To combat growing criticism of prior authorization delays by payers, Centers for Medicare & Medicaid Services finalized a rule Wednesday that requires health plans to send prior authorization decisions within three days for urgent requests and seven days for standard requests starting in 2026.
The guidelines will affect Medicare Advantage, Medicaid, the Children's Health Insurance Program, Medicaid managed care and qualified health plans. It also requires payers to give patients and providers a reason for denying a prior authorization request, as well as instructing the other party how to resubmit the request or appeal the decision.
Payers will be required to implement an application programming interface to support a better, more efficient electronic automation process. CMS is delaying API compliance dates for the 2026 calendar year. Beginning in 2027, payers will be expected to have a prior authorization API, expand on its patient access API and implement a provider access API. With patient permission, data can be transferred from one payer's API to another.
All told, the agency expects the changes will result in approximately $15 billion in savings over 10 years by reducing the health care system's administrative burden and improving health outcomes, noting that decision timelines for some payers will be halved.
Critics of current prior authorization practices say the system stresses the healthcare system and is used as a tool by payers to not cover costly procedures and treatments as quickly as patients need.
"When a doctor says a patient needs a procedure, it is essential that it happens in a timely manner,” said HHS Secretary Xavier Becerra in a statement. “Too many Americans are left in limbo, waiting for approval from their insurance company. Today the Biden-Harris Administration is announcing strong action that will shorten these wait times by streamlining and better digitizing the approval process.”
“CMS is committed to breaking down barriers in the health care system to make it easier for doctors and nurses to provide the care that people need to stay healthy,” said CMS Administrator Chiquita Brooks-LaSure. “Increasing efficiency and enabling health care data to flow freely and securely between patients, providers and payers and streamlining prior authorization processes supports better health outcomes and a better health care experience for all.”
Under the rule, payers must report prior authorization metrics. CMS anticipates those metrics will be similar to metrics provided by traditional Medicare that is already available.
Organizations like the Medical Group Management Association, the Workgroup for Electronic Data Interchange (WEDI) and America's Physician Groups all applauded the rule change, with the latter calling prior authorizations a "blunt and misused instrument that poses obstacles to patients."

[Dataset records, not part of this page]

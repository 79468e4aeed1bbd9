//! Initial database migration.
//!
//! Creates the enums and core tables: countries, employees, vacation
//! requests, approval records, the approval policy, and balances.

use sea_orm_migration::prelude::*;

#[derive(DeriveMigrationName)]
pub struct Migration;

#[async_trait::async_trait]
impl MigrationTrait for Migration {
    async fn up(&self, manager: &SchemaManager) -> Result<(), DbErr> {
        let db = manager.get_connection();

        db.execute_unprepared(ENUMS_SQL).await?;
        db.execute_unprepared(COUNTRIES_SQL).await?;
        db.execute_unprepared(EMPLOYEES_SQL).await?;
        db.execute_unprepared(VACATION_REQUESTS_SQL).await?;
        db.execute_unprepared(VACATION_APPROVALS_SQL).await?;
        db.execute_unprepared(APPROVAL_POLICY_SQL).await?;
        db.execute_unprepared(VACATION_BALANCES_SQL).await?;

        Ok(())
    }

    async fn down(&self, manager: &SchemaManager) -> Result<(), DbErr> {
        let db = manager.get_connection();
        db.execute_unprepared(
            r"
            DROP TABLE IF EXISTS vacation_balances CASCADE;
            DROP TABLE IF EXISTS approval_policy_entries CASCADE;
            DROP TABLE IF EXISTS vacation_approvals CASCADE;
            DROP TABLE IF EXISTS vacation_requests CASCADE;
            DROP TABLE IF EXISTS employees CASCADE;
            DROP TABLE IF EXISTS countries CASCADE;
            DROP TYPE IF EXISTS request_status;
            DROP TYPE IF EXISTS approval_status;
            DROP TYPE IF EXISTS approver_role;
            ",
        )
        .await?;
        Ok(())
    }
}

const ENUMS_SQL: &str = r"
CREATE TYPE request_status AS ENUM ('pending', 'approved', 'rejected', 'taken');
CREATE TYPE approval_status AS ENUM ('pending', 'approved', 'rejected');
CREATE TYPE approver_role AS ENUM ('employee', 'leader', 'hr', 'admin');
";

const COUNTRIES_SQL: &str = r"
CREATE TABLE countries (
    id UUID PRIMARY KEY DEFAULT gen_random_uuid(),
    name VARCHAR(120) NOT NULL UNIQUE,
    vacation_term VARCHAR(120) NOT NULL DEFAULT 'vacaciones',
    default_vacation_days INTEGER NOT NULL DEFAULT 15,
    working_days JSONB NOT NULL,
    holiday_key VARCHAR(2),
    created_at TIMESTAMPTZ NOT NULL DEFAULT now(),
    updated_at TIMESTAMPTZ NOT NULL DEFAULT now(),
    CONSTRAINT chk_default_days_range
        CHECK (default_vacation_days > 0 AND default_vacation_days <= 30)
);
";

const EMPLOYEES_SQL: &str = r"
CREATE TABLE employees (
    id UUID PRIMARY KEY DEFAULT gen_random_uuid(),
    document_number VARCHAR(60) NOT NULL UNIQUE,
    name VARCHAR(255) NOT NULL,
    email VARCHAR(255) NOT NULL UNIQUE,
    phone VARCHAR(45),
    company VARCHAR(120),
    country_id UUID NOT NULL REFERENCES countries(id),
    lead_id UUID REFERENCES employees(id),
    hire_date DATE,
    working_days JSONB,
    is_employee BOOLEAN NOT NULL DEFAULT TRUE,
    is_leader BOOLEAN NOT NULL DEFAULT FALSE,
    is_hr BOOLEAN NOT NULL DEFAULT FALSE,
    is_admin BOOLEAN NOT NULL DEFAULT FALSE,
    active BOOLEAN NOT NULL DEFAULT TRUE,
    created_at TIMESTAMPTZ NOT NULL DEFAULT now(),
    updated_at TIMESTAMPTZ NOT NULL DEFAULT now(),
    -- every employee holds at least one role
    CONSTRAINT chk_at_least_one_role
        CHECK (is_employee OR is_leader OR is_hr OR is_admin)
);

CREATE INDEX idx_employees_country ON employees(country_id);
CREATE INDEX idx_employees_lead ON employees(lead_id) WHERE lead_id IS NOT NULL;
CREATE INDEX idx_employees_active ON employees(active) WHERE active;
";

const VACATION_REQUESTS_SQL: &str = r"
CREATE TABLE vacation_requests (
    id UUID PRIMARY KEY DEFAULT gen_random_uuid(),
    employee_id UUID NOT NULL REFERENCES employees(id),
    start_date DATE NOT NULL,
    end_date DATE NOT NULL,
    days_requested INTEGER NOT NULL,
    status request_status NOT NULL DEFAULT 'pending',
    approved_by UUID REFERENCES employees(id),
    approved_at TIMESTAMPTZ,
    rejected_reason TEXT,
    company VARCHAR(120),
    created_at TIMESTAMPTZ NOT NULL DEFAULT now(),
    updated_at TIMESTAMPTZ NOT NULL DEFAULT now(),
    CONSTRAINT chk_dates_ordered CHECK (end_date >= start_date),
    CONSTRAINT chk_days_requested_positive CHECK (days_requested > 0)
);

CREATE INDEX idx_requests_employee ON vacation_requests(employee_id, start_date);
CREATE INDEX idx_requests_status ON vacation_requests(status);
-- sweep boundaries
CREATE INDEX idx_requests_approved_end ON vacation_requests(end_date)
    WHERE status = 'approved';
CREATE INDEX idx_requests_taken_end ON vacation_requests(end_date)
    WHERE status = 'taken';
";

const VACATION_APPROVALS_SQL: &str = r"
CREATE TABLE vacation_approvals (
    id UUID PRIMARY KEY DEFAULT gen_random_uuid(),
    request_id UUID NOT NULL REFERENCES vacation_requests(id) ON DELETE CASCADE,
    employee_id UUID NOT NULL REFERENCES employees(id),
    role approver_role NOT NULL,
    status approval_status NOT NULL DEFAULT 'pending',
    decided_at TIMESTAMPTZ,
    comment TEXT,
    created_at TIMESTAMPTZ NOT NULL DEFAULT now(),
    updated_at TIMESTAMPTZ NOT NULL DEFAULT now(),
    -- a role slot is filled once per request
    CONSTRAINT uq_approvals_request_role UNIQUE (request_id, role)
);

CREATE INDEX idx_approvals_request ON vacation_approvals(request_id);
CREATE INDEX idx_approvals_employee ON vacation_approvals(employee_id);
";

const APPROVAL_POLICY_SQL: &str = r"
CREATE TABLE approval_policy_entries (
    id UUID PRIMARY KEY DEFAULT gen_random_uuid(),
    role approver_role NOT NULL UNIQUE,
    required BOOLEAN NOT NULL DEFAULT TRUE,
    order_position SMALLINT NOT NULL DEFAULT 0,
    minimum_approvals SMALLINT NOT NULL DEFAULT 1,
    description TEXT,
    active BOOLEAN NOT NULL DEFAULT TRUE,
    created_at TIMESTAMPTZ NOT NULL DEFAULT now(),
    updated_at TIMESTAMPTZ NOT NULL DEFAULT now(),
    CONSTRAINT chk_order_position CHECK (order_position >= 0),
    CONSTRAINT chk_minimum_approvals CHECK (minimum_approvals > 0)
);
";

const VACATION_BALANCES_SQL: &str = r"
CREATE TABLE vacation_balances (
    id UUID PRIMARY KEY DEFAULT gen_random_uuid(),
    employee_id UUID NOT NULL REFERENCES employees(id),
    year INTEGER NOT NULL,
    worked_days INTEGER NOT NULL DEFAULT 0,
    days_to_enjoy INTEGER NOT NULL DEFAULT 0,
    days_scheduled INTEGER NOT NULL DEFAULT 0,
    used_days INTEGER NOT NULL DEFAULT 0,
    days_available INTEGER NOT NULL DEFAULT 0,
    created_at TIMESTAMPTZ NOT NULL DEFAULT now(),
    updated_at TIMESTAMPTZ NOT NULL DEFAULT now(),
    -- one ledger row per employee per year
    CONSTRAINT uq_balances_employee_year UNIQUE (employee_id, year)
);

CREATE INDEX idx_balances_year ON vacation_balances(year);
";
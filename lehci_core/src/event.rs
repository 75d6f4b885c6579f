use num_derive::{FromPrimitive, ToPrimitive};
use num_traits::FromPrimitive;
use strum::{Display, IntoStaticStr};

// General (uncategorized) HCI event codes.
//
// Ref: Bluetooth Core Specification, Vol 4, Part E, 7.7
#[derive(
    Clone,
    Copy,
    Debug,
    Display,
    Eq,
    PartialEq,
    Ord,
    PartialOrd,
    Hash,
    IntoStaticStr,
    FromPrimitive,
    ToPrimitive,
)]
pub enum EventCode {
    InquiryComplete = 0x01,
    InquiryResult = 0x02,
    ConnectionComplete = 0x03,
    RemoteNameRequestComplete = 0x07,
    CommandComplete = 0x0E,
    CommandStatus = 0x0F,
    NumberOfCompletedPackets = 0x13,
    MaxSlotsChange = 0x1B,
    LowEnergyMeta = 0x3E,
}

impl EventCode {
    pub fn from_byte(byte: u8) -> Option<Self> {
        Self::from_u8(byte)
    }

    pub fn to_byte(&self) -> u8 {
        *self as u8
    }
}

impl From<EventCode> for u8 {
    fn from(e: EventCode) -> Self {
        e.to_byte()
    }
}

#[cfg(test)]
mod tests {
    use super::EventCode;

    #[test]
    fn event_code_bytes() {
        assert_eq!(EventCode::from_byte(0x0E), Some(EventCode::CommandComplete));
        assert_eq!(EventCode::from_byte(0x3E), Some(EventCode::LowEnergyMeta));
        assert_eq!(EventCode::from_byte(0x3F), None);
        assert_eq!(u8::from(EventCode::MaxSlotsChange), 0x1B);
    }
}
// Bit addressing over a buffer of 32-bit words.
//
// Bit `nr` lives in word `nr >> 5` at position `nr & 31`. Indexing past the
// end of the buffer panics like any other slice access; use the `checked_*`
// variants when the index is not already known to be in range.

const WORD_BITS: usize = 32;

pub trait BitField {
    // Total number of addressable bits.
    fn bit_len(&self) -> usize;

    fn set_bit(&mut self, nr: usize);

    fn clear_bit(&mut self, nr: usize);

    fn test_bit(&self, nr: usize) -> bool;

    fn checked_set_bit(&mut self, nr: usize) -> Option<()> {
        if nr >= self.bit_len() {
            return None;
        }
        self.set_bit(nr);
        Some(())
    }

    fn checked_clear_bit(&mut self, nr: usize) -> Option<()> {
        if nr >= self.bit_len() {
            return None;
        }
        self.clear_bit(nr);
        Some(())
    }

    fn checked_test_bit(&self, nr: usize) -> Option<bool> {
        if nr >= self.bit_len() {
            return None;
        }
        Some(self.test_bit(nr))
    }
}

#[inline]
fn locate(nr: usize) -> (usize, u32) {
    (nr >> 5, 1 << (nr & (WORD_BITS - 1)))
}

impl BitField for [u32] {
    fn bit_len(&self) -> usize {
        self.len() * WORD_BITS
    }

    fn set_bit(&mut self, nr: usize) {
        let (word, mask) = locate(nr);
        self[word] |= mask;
    }

    fn clear_bit(&mut self, nr: usize) {
        let (word, mask) = locate(nr);
        self[word] &= !mask;
    }

    fn test_bit(&self, nr: usize) -> bool {
        let (word, mask) = locate(nr);
        self[word] & mask != 0
    }
}

impl<const N: usize> BitField for [u32; N] {
    fn bit_len(&self) -> usize {
        self.as_slice().bit_len()
    }

    fn set_bit(&mut self, nr: usize) {
        self.as_mut_slice().set_bit(nr)
    }

    fn clear_bit(&mut self, nr: usize) {
        self.as_mut_slice().clear_bit(nr)
    }

    fn test_bit(&self, nr: usize) -> bool {
        self.as_slice().test_bit(nr)
    }
}

#[cfg(test)]
mod tests {
    use super::BitField;

    #[test]
    fn set_and_clear_within_first_word() {
        let mut words = [0u32; 1];
        words.set_bit(4);
        assert_eq!(words[0], 0x10);
        assert!(words.test_bit(4));
        assert!(!words.test_bit(3));
        words.clear_bit(4);
        assert_eq!(words[0], 0);
    }

    #[test]
    fn bits_spill_into_the_next_word() {
        let mut words = [0u32; 2];
        words.set_bit(31);
        words.set_bit(32);
        words.set_bit(63);
        assert_eq!(words, [0x8000_0000, 0x8000_0001]);
        words.clear_bit(31);
        assert_eq!(words, [0, 0x8000_0001]);
    }

    #[test]
    fn set_bit_leaves_other_bits_untouched() {
        let mut words = [0xFFFF_0000u32, 0x0000_FFFF];
        words.set_bit(0);
        words.clear_bit(48);
        assert_eq!(words, [0xFFFF_0001, 0x0000_FFFF]);
        words.clear_bit(47);
        assert_eq!(words, [0xFFFF_0001, 0x0000_7FFF]);
    }

    #[test]
    fn checked_access_rejects_out_of_range() {
        let mut words = [0u32; 2];
        assert_eq!(words.bit_len(), 64);
        assert_eq!(words.checked_set_bit(64), None);
        assert_eq!(words.checked_clear_bit(100), None);
        assert_eq!(words.checked_test_bit(64), None);
        assert_eq!(words.checked_set_bit(63), Some(()));
        assert_eq!(words.checked_test_bit(63), Some(true));
        assert_eq!(words.checked_clear_bit(63), Some(()));
        assert_eq!(words.checked_test_bit(63), Some(false));
    }

    #[test]
    #[should_panic]
    fn unchecked_access_past_the_end_panics() {
        let mut words = [0u32; 1];
        words.set_bit(32);
    }

    #[test]
    fn works_on_slices() {
        let mut words = vec![0u32; 3];
        let slice = words.as_mut_slice();
        slice.set_bit(70);
        assert!(slice.test_bit(70));
        assert_eq!(words[2], 1 << 6);
    }
}
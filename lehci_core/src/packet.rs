use num_derive::{FromPrimitive, ToPrimitive};
use num_traits::FromPrimitive;
use strum::{Display, IntoStaticStr};

// HCI packet indicators, as carried in the first byte of a raw HCI frame.
#[derive(
    Clone,
    Copy,
    Debug,
    Display,
    Eq,
    PartialEq,
    Ord,
    PartialOrd,
    Hash,
    IntoStaticStr,
    FromPrimitive,
    ToPrimitive,
)]
pub enum PacketType {
    Command = 0x01,
    Acl = 0x02,
    Sco = 0x03,
    Event = 0x04,
    // Vendor packets share filter bit 0 with packet type 0.
    Vendor = 0xFF,
}

impl PacketType {
    pub fn from_byte(byte: u8) -> Option<Self> {
        Self::from_u8(byte)
    }

    pub fn to_byte(&self) -> u8 {
        *self as u8
    }
}

impl From<PacketType> for u8 {
    fn from(t: PacketType) -> Self {
        t.to_byte()
    }
}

"Through the deployment of API technology, this historic final rule is expected to usher in a substantial reduction of administrative burden and unprecedented levels of health information exchange between health plans, providers, and the patients they serve," said WEDI President and CEO Charles Stellar.
Premier, Inc., comprised of a network of hospitals other providers, said the rule doesn't go far enough in providing care quickly to a patient in need, though it supports the agency's efforts to use APIs and other interoperability standards.
"While Premier appreciates CMS’ commitment to codifying required deadlines for prior authorization decisions by payers, postponing care for potentially up to seven days is still untenable when a patient’s health is on the line," said Soumi Saha, senior vice president of government affairs, in a statement. "Instead of making patients and providers play a dangerous waiting game, Premier maintains that CMS should require payers to deliver responses within 72 calendar hours for standard, non-urgent services and within 24 calendar hours for urgent services.
"Premier is also disappointed by the final rule’s lack of acknowledgment that a pathway to real-time prior authorization exists," she added. "CMS missed a valuable opportunity to develop incentives to move payers and providers closer to real-time processes using innovative technologies."
In April, CMS released guidance telling MA plans they could not "add additional hoops" for enrollees before they receive care by limiting when coordinated care plans can require prior authorization. Coordinated care plans are also required to give a 90-day grace period for enrollees that switch MA plans while receiving treatment. The April update also cracked down on misleading marketing practices and notifying payers they must install electronic prior authorization by 2026.
Wednesday's rule adds an electronic prior authorization measure for clinicians under the Merit-based Incentive Payment System Promoting Interoperability performance category.
CMS will apply enforcement through the Health Insurance Portability and Accountability Act, the release said. More information on the suggested implementation guides for payers can be found on the CMS website.
"Patients need protection from arbitrary critical care denials and delays due to insurance company prior authorization abuse," said Federation of American Hospitals President and CEO Chip Kahn in a statement shared with Fierce Healthcare. "It is important that CMS is taking a vital step to ensuring this protection by setting guiderails for prior authorization that should rein in the worst abuses. We urge Congress to further attack prior authorization abuse and protect access to care by passing the bipartisan Ensuring Seniors’ Timely Access to Care Act.”